• _Directions_:
Read the lines of the data below and retrieve those with "than".

Saved entries:
········

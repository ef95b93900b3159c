//! Render settings and their partial updates.

use crate::error::{Result, ScreenError};
use crate::layout::{ArrowPosition, BorderGlyphs};
use std::fmt;
use std::str::FromStr;

/// Screen width used when the terminal size is unknown.
pub const DEFAULT_SCREEN_WIDTH: u16 = 80;

/// How each line is paced as it is written.
#[derive(Debug, Clone, Copy, PartialEq, Eq, Default)]
#[cfg_attr(
    feature = "config",
    derive(serde::Deserialize),
    serde(rename_all = "kebab-case")
)]
pub enum WriteStyle {
    /// Whole line at once
    #[default]
    Instant,
    /// Sleep, then write the whole line
    PerLineDelay,
    /// Sleep before every visible character (typewriter effect)
    PerCharDelay,
}

/// Where rendered content sits on the screen.
#[derive(Debug, Clone, Copy, PartialEq, Eq, Default)]
#[cfg_attr(
    feature = "config",
    derive(serde::Deserialize),
    serde(rename_all = "kebab-case")
)]
pub enum Alignment {
    Normal,
    CenteredHorizontally,
    CenteredVertically,
    #[default]
    CenteredBoth,
}

impl Alignment {
    pub fn centers_horizontally(self) -> bool {
        matches!(
            self,
            Alignment::CenteredHorizontally | Alignment::CenteredBoth
        )
    }

    pub fn centers_vertically(self) -> bool {
        matches!(self, Alignment::CenteredVertically | Alignment::CenteredBoth)
    }
}

/// Which surfaces get a frame, and whether framed menu options are centered.
#[derive(Debug, Clone, Copy, PartialEq, Eq, Default)]
#[cfg_attr(
    feature = "config",
    derive(serde::Deserialize),
    serde(rename_all = "kebab-case")
)]
pub enum BorderStyle {
    #[default]
    None,
    MenuOnly,
    MenuOnlyCentered,
    ScreenOnly,
    MenuAndScreen,
    MenuCenteredAndScreen,
}

impl BorderStyle {
    pub fn frames_menu(self) -> bool {
        matches!(
            self,
            BorderStyle::MenuOnly
                | BorderStyle::MenuOnlyCentered
                | BorderStyle::MenuAndScreen
                | BorderStyle::MenuCenteredAndScreen
        )
    }

    pub fn centers_menu(self) -> bool {
        matches!(
            self,
            BorderStyle::MenuOnlyCentered | BorderStyle::MenuCenteredAndScreen
        )
    }

    pub fn frames_screen(self) -> bool {
        matches!(
            self,
            BorderStyle::ScreenOnly
                | BorderStyle::MenuAndScreen
                | BorderStyle::MenuCenteredAndScreen
        )
    }
}

/// Closed name tables shared by `Display` and `FromStr`.
macro_rules! named_variants {
    ($ty:ident, $what:literal, { $($variant:ident => $name:literal),+ $(,)? }) => {
        impl $ty {
            pub const NAMES: &'static [&'static str] = &[$($name),+];
        }

        impl fmt::Display for $ty {
            fn fmt(&self, f: &mut fmt::Formatter<'_>) -> fmt::Result {
                let name = match self {
                    $($ty::$variant => $name,)+
                };
                f.write_str(name)
            }
        }

        impl FromStr for $ty {
            type Err = ScreenError;

            fn from_str(s: &str) -> Result<Self> {
                match s.trim().to_ascii_lowercase().as_str() {
                    $($name => Ok($ty::$variant),)+
                    other => Err(ScreenError::unsupported(format!(
                        concat!("unknown ", $what, " '{}' (expected one of: {})"),
                        other,
                        Self::NAMES.join(", ")
                    ))),
                }
            }
        }
    };
}

named_variants!(WriteStyle, "write style", {
    Instant => "instant",
    PerLineDelay => "per-line-delay",
    PerCharDelay => "per-char-delay",
});

named_variants!(Alignment, "alignment", {
    Normal => "normal",
    CenteredHorizontally => "centered-horizontally",
    CenteredVertically => "centered-vertically",
    CenteredBoth => "centered-both",
});

named_variants!(BorderStyle, "border style", {
    None => "none",
    MenuOnly => "menu-only",
    MenuOnlyCentered => "menu-only-centered",
    ScreenOnly => "screen-only",
    MenuAndScreen => "menu-and-screen",
    MenuCenteredAndScreen => "menu-centered-and-screen",
});

/// Everything that controls how a screen is laid out and paced.
#[derive(Debug, Clone, PartialEq, Eq)]
pub struct RenderSettings {
    /// Pause used by the delayed write styles, in milliseconds
    pub sleep_interval_ms: u64,
    /// Width that horizontal centering centers within; always greater than 0
    pub screen_width: u16,
    pub write_style: WriteStyle,
    pub alignment: Alignment,
    pub arrow_position: ArrowPosition,
    pub border_style: BorderStyle,
    pub border_glyphs: BorderGlyphs,
}

impl Default for RenderSettings {
    fn default() -> Self {
        Self {
            sleep_interval_ms: 0,
            screen_width: DEFAULT_SCREEN_WIDTH,
            write_style: WriteStyle::Instant,
            alignment: Alignment::CenteredBoth,
            arrow_position: ArrowPosition::BeforeAndAfter,
            border_style: BorderStyle::None,
            border_glyphs: BorderGlyphs::Plain,
        }
    }
}

impl RenderSettings {
    /// Defaults sized to the current terminal, falling back to [`DEFAULT_SCREEN_WIDTH`].
    pub fn for_terminal() -> Self {
        let screen_width = match ratatui::crossterm::terminal::size() {
            Ok((width, _)) if width > 0 => width,
            Ok(_) => DEFAULT_SCREEN_WIDTH,
            Err(err) => {
                log::debug!("terminal size unavailable, using width {DEFAULT_SCREEN_WIDTH}: {err}");
                DEFAULT_SCREEN_WIDTH
            }
        };
        Self {
            screen_width,
            ..Self::default()
        }
    }

    pub fn validate(&self) -> Result<()> {
        if self.screen_width == 0 {
            return Err(ScreenError::configuration(
                "screen width must be greater than 0",
            ));
        }
        Ok(())
    }

    /// Merge `update` into these settings. Fields the update leaves unset keep their
    /// current value. An update that would produce invalid settings changes nothing.
    pub fn apply(&mut self, update: &SettingsUpdate) -> Result<()> {
        let mut merged = self.clone();
        if let Some(ms) = update.sleep_interval_ms {
            merged.sleep_interval_ms = ms;
        }
        if let Some(width) = update.screen_width {
            merged.screen_width = width;
        }
        if let Some(style) = update.write_style {
            merged.write_style = style;
        }
        if let Some(alignment) = update.alignment {
            merged.alignment = alignment;
        }
        if let Some(position) = update.arrow_position {
            merged.arrow_position = position;
        }
        if let Some(style) = update.border_style {
            merged.border_style = style;
        }
        if let Some(glyphs) = update.border_glyphs {
            merged.border_glyphs = glyphs;
        }
        merged.validate()?;
        *self = merged;
        Ok(())
    }
}

/// A partial [`RenderSettings`]: only the fields that are `Some` get changed.
#[derive(Debug, Clone, Default, PartialEq, Eq)]
#[cfg_attr(
    feature = "config",
    derive(serde::Deserialize),
    serde(rename_all = "kebab-case", deny_unknown_fields)
)]
pub struct SettingsUpdate {
    pub sleep_interval_ms: Option<u64>,
    pub screen_width: Option<u16>,
    pub write_style: Option<WriteStyle>,
    pub alignment: Option<Alignment>,
    pub arrow_position: Option<ArrowPosition>,
    pub border_style: Option<BorderStyle>,
    pub border_glyphs: Option<BorderGlyphs>,
}

impl SettingsUpdate {
    pub fn new() -> Self {
        Self::default()
    }

    pub fn is_empty(&self) -> bool {
        *self == Self::default()
    }

    pub fn sleep_interval_ms(mut self, ms: u64) -> Self {
        self.sleep_interval_ms = Some(ms);
        self
    }

    pub fn screen_width(mut self, width: u16) -> Self {
        self.screen_width = Some(width);
        self
    }

    pub fn write_style(mut self, style: WriteStyle) -> Self {
        self.write_style = Some(style);
        self
    }

    pub fn alignment(mut self, alignment: Alignment) -> Self {
        self.alignment = Some(alignment);
        self
    }

    pub fn arrow_position(mut self, position: ArrowPosition) -> Self {
        self.arrow_position = Some(position);
        self
    }

    pub fn border_style(mut self, style: BorderStyle) -> Self {
        self.border_style = Some(style);
        self
    }

    pub fn border_glyphs(mut self, glyphs: BorderGlyphs) -> Self {
        self.border_glyphs = Some(glyphs);
        self
    }

    /// Layer `other` on top of this update: its set fields win.
    pub fn merged_with(mut self, other: SettingsUpdate) -> Self {
        self.sleep_interval_ms = other.sleep_interval_ms.or(self.sleep_interval_ms);
        self.screen_width = other.screen_width.or(self.screen_width);
        self.write_style = other.write_style.or(self.write_style);
        self.alignment = other.alignment.or(self.alignment);
        self.arrow_position = other.arrow_position.or(self.arrow_position);
        self.border_style = other.border_style.or(self.border_style);
        self.border_glyphs = other.border_glyphs.or(self.border_glyphs);
        self
    }
}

········

• _Answer to this task_:
    /// Width that horizontal centering centers within; always greater than 0
                "screen width must be greater than 0",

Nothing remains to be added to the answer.